EXERCISE DATA Block Start

//! [`CompletionClient`] – OpenAI-compatible chat-completions client.
//!
//! Sends one directive per call to a remote completion endpoint and returns
//! the raw response body.  Exactly one attempt per directive — there is no
//! retry or backoff here; the caller decides what a failure means.
//!
//! # Example
//!
//! ```rust,no_run
//! use navmind_runtime::completion::{CompletionClient, CompletionOptions};
//!
//! let client = CompletionClient::new(CompletionOptions {
//!     endpoint: "https://api.example.com/v1/chat/completions".into(),
//!     ..CompletionOptions::default()
//! });
//!
//! // Requires a reachable endpoint – skipped in unit tests.
//! // let raw = client.complete("move forward slowly").await?;
//! ```

use std::time::Duration;

use navmind_types::VelocityPayload;
use reqwest::StatusCode;
use schemars::schema_for;
use serde::Serialize;
use serde_json::{Value, json};
use thiserror::Error;

// ─────────────────────────────────────────────────────────────────────────────
// System prompt
// ─────────────────────────────────────────────────────────────────────────────

/// Instructs the remote model to answer with the strict velocity JSON schema
/// and nothing else.
pub const DEFAULT_SYSTEM_PROMPT: &str = "You control a mobile robot. Given an instruction, \
reply with JSON using the schema {\"linear\": {\"x\": <float>, \"y\": <float>, \"z\": 0.0}, \
\"angular\": {\"x\": 0.0, \"y\": 0.0, \"z\": <float>}, \"comment\": \"<optional short remark>\"}. \
Values represent velocities in m/s and rad/s. Stay within the requested speed limits and do \
not return any non-JSON text.";

// ─────────────────────────────────────────────────────────────────────────────
// Error type
// ─────────────────────────────────────────────────────────────────────────────

/// Errors that can arise from one completion attempt.
#[derive(Error, Debug)]
pub enum CompletionError {
    /// The endpoint was unreachable, the request timed out, or the response
    /// body could not be decoded.
    #[error("transport error: {0}")]
    Transport(#[from] reqwest::Error),
    /// The service answered with a non-success status code.
    #[error("remote service returned {status}: {body}")]
    Remote { status: StatusCode, body: String },
    /// The response carried no parseable JSON payload.
    #[error("completion does not contain a JSON object: {0}")]
    Malformed(String),
}

// ─────────────────────────────────────────────────────────────────────────────
// Message types (OpenAI-compatible)
// ─────────────────────────────────────────────────────────────────────────────

/// The role of a participant in a chat conversation.
#[derive(Debug, Clone, PartialEq, Eq, Serialize)]
#[serde(rename_all = "lowercase")]
pub enum Role {
    System,
    User,
}

/// A single message in a chat conversation.
#[derive(Debug, Clone, Serialize)]
pub struct ChatMessage {
    pub role: Role,
    pub content: String,
}

#[derive(Serialize)]
struct ChatRequest<'a> {
    model: &'a str,
    messages: &'a [ChatMessage],
    temperature: f64,
    #[serde(skip_serializing_if = "Option::is_none")]
    response_format: Option<Value>,
}

// ─────────────────────────────────────────────────────────────────────────────
// Options
// ─────────────────────────────────────────────────────────────────────────────

/// Construction-time knobs for [`CompletionClient`].
///
/// No `Debug` impl: `api_key` must not reach log output.
#[derive(Clone)]
pub struct CompletionOptions {
    /// Fully-resolved completions URL.
    pub endpoint: String,
    /// Model identifier sent with every request.
    pub model: String,
    pub temperature: f64,
    /// System-role message; empty selects [`DEFAULT_SYSTEM_PROMPT`].
    pub system_prompt: String,
    /// Structured-output hint: `"json_object"` requests a JSON reply,
    /// `"json_schema"` additionally injects the [`VelocityPayload`] schema,
    /// empty sends no hint.
    pub response_format: String,
    /// Per-request deadline covering connect, send, and read.
    pub timeout: Duration,
    /// Bearer credential; empty means unauthenticated requests.
    pub api_key: String,
    /// Header the credential is sent under.
    pub api_key_header: String,
}

impl Default for CompletionOptions {
    fn default() -> Self {
        Self {
            endpoint: String::new(),
            model: "gpt-4.1-mini".to_string(),
            temperature: 0.1,
            system_prompt: String::new(),
            response_format: "json_object".to_string(),
            timeout: Duration::from_secs(20),
            api_key: String::new(),
            api_key_header: "Authorization".to_string(),
        }
    }
}

// ─────────────────────────────────────────────────────────────────────────────
// CompletionClient
// ─────────────────────────────────────────────────────────────────────────────

/// An async client for an OpenAI-compatible chat-completions endpoint.
///
/// Construct once and reuse across directives; the underlying
/// [`reqwest::Client`] pools connections.
#[derive(Clone)]
pub struct CompletionClient {
    opts: CompletionOptions,
    client: reqwest::Client,
}

impl CompletionClient {
    pub fn new(opts: CompletionOptions) -> Self {
        Self {
            opts,
            client: reqwest::Client::new(),
        }
    }

    /// Send `directive` to the model and return the raw response body.
    ///
    /// # Errors
    ///
    /// [`CompletionError::Transport`] for connect/timeout/decode failures,
    /// [`CompletionError::Remote`] for any non-2xx status (carrying status
    /// and body for diagnostics).
    pub async fn complete(&self, directive: &str) -> Result<Value, CompletionError> {
        let system_prompt = if self.opts.system_prompt.is_empty() {
            DEFAULT_SYSTEM_PROMPT
        } else {
            &self.opts.system_prompt
        };
        let messages = [
            ChatMessage {
                role: Role::System,
                content: system_prompt.to_string(),
            },
            ChatMessage {
                role: Role::User,
                content: directive.to_string(),
            },
        ];
        let body = ChatRequest {
            model: &self.opts.model,
            messages: &messages,
            temperature: self.opts.temperature,
            response_format: self.response_format_value(),
        };

        let mut request = self
            .client
            .post(&self.opts.endpoint)
            .timeout(self.opts.timeout)
            .json(&body);
        if !self.opts.api_key.is_empty() {
            request = request.header(
                self.opts.api_key_header.as_str(),
                format!("Bearer {}", self.opts.api_key),
            );
        }

        let response = request.send().await?;
        let status = response.status();
        if !status.is_success() {
            let body = response.text().await.unwrap_or_default();
            return Err(CompletionError::Remote { status, body });
        }

        Ok(response.json::<Value>().await?)
    }

    /// Build the `response_format` request field from the configured hint.
    fn response_format_value(&self) -> Option<Value> {
        match self.opts.response_format.as_str() {
            "" => None,
            "json_schema" => {
                let schema = serde_json::to_value(schema_for!(VelocityPayload))
                    .unwrap_or(Value::Null);
                Some(json!({ "type": "json_schema", "json_schema": schema }))
            }
            other => Some(json!({ "type": other })),
        }
    }
}

#[cfg(test)]
mod tests {
    use super::*;

    #[test]
    fn chat_message_serializes_role() {
        let msg = ChatMessage {
            role: Role::System,
            content: "hello".into(),
        };
        let json = serde_json::to_string(&msg).unwrap();
        assert!(json.contains("\"system\""));
    }

    #[test]
    fn request_omits_response_format_when_hint_empty() {
        let client = CompletionClient::new(CompletionOptions {
            response_format: String::new(),
            ..CompletionOptions::default()
        });
        assert!(client.response_format_value().is_none());
    }

    #[test]
    fn json_object_hint_passes_through() {
        let client = CompletionClient::new(CompletionOptions::default());
        let value = client.response_format_value().unwrap();
        assert_eq!(value["type"], "json_object");
    }

    #[test]
    fn json_schema_hint_injects_velocity_payload_schema() {
        let client = CompletionClient::new(CompletionOptions {
            response_format: "json_schema".to_string(),
            ..CompletionOptions::default()
        });
        let value = client.response_format_value().unwrap();
        assert_eq!(value["type"], "json_schema");
        let schema_str = value["json_schema"].to_string();
        assert!(schema_str.contains("linear"));
        assert!(schema_str.contains("angular"));
    }

    #[test]
    fn default_system_prompt_demands_json_only() {
        assert!(DEFAULT_SYSTEM_PROMPT.contains("JSON"));
        assert!(DEFAULT_SYSTEM_PROMPT.contains("angular"));
    }

    #[tokio::test]
    async fn unreachable_endpoint_surfaces_transport_error() {
        // Nothing listens on this port – complete must return Transport, not panic.
        let client = CompletionClient::new(CompletionOptions {
            endpoint: "http://127.0.0.1:9/chat/completions".to_string(),
            timeout: Duration::from_secs(2),
            ..CompletionOptions::default()
        });
        let result = client.complete("move forward").await;
        assert!(matches!(result, Err(CompletionError::Transport(_))));
    }
}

EXERCISE DATA Block End

WHAT NEEDS TO BE DONE
Starting from the line containing "async fn unreachable_endpoint_surfaces_transport_error()" and ending with the final line of the data, reproduce each line exactly as it appears, including no other lines.

WRITTEN ANSWER
    async fn unreachable_endpoint_surfaces_transport_error() {
        // Nothing listens on this port – complete must return Transport, not panic.
        let client = CompletionClient::new(CompletionOptions {
            endpoint: "http://127.0.0.1:9/chat/completions".to_string(),
            timeout: Duration::from_secs(2),
            ..CompletionOptions::default()
        });
        let result = client.complete("move forward").await;
        assert!(matches!(result, Err(CompletionError::Transport(_))));
    }
}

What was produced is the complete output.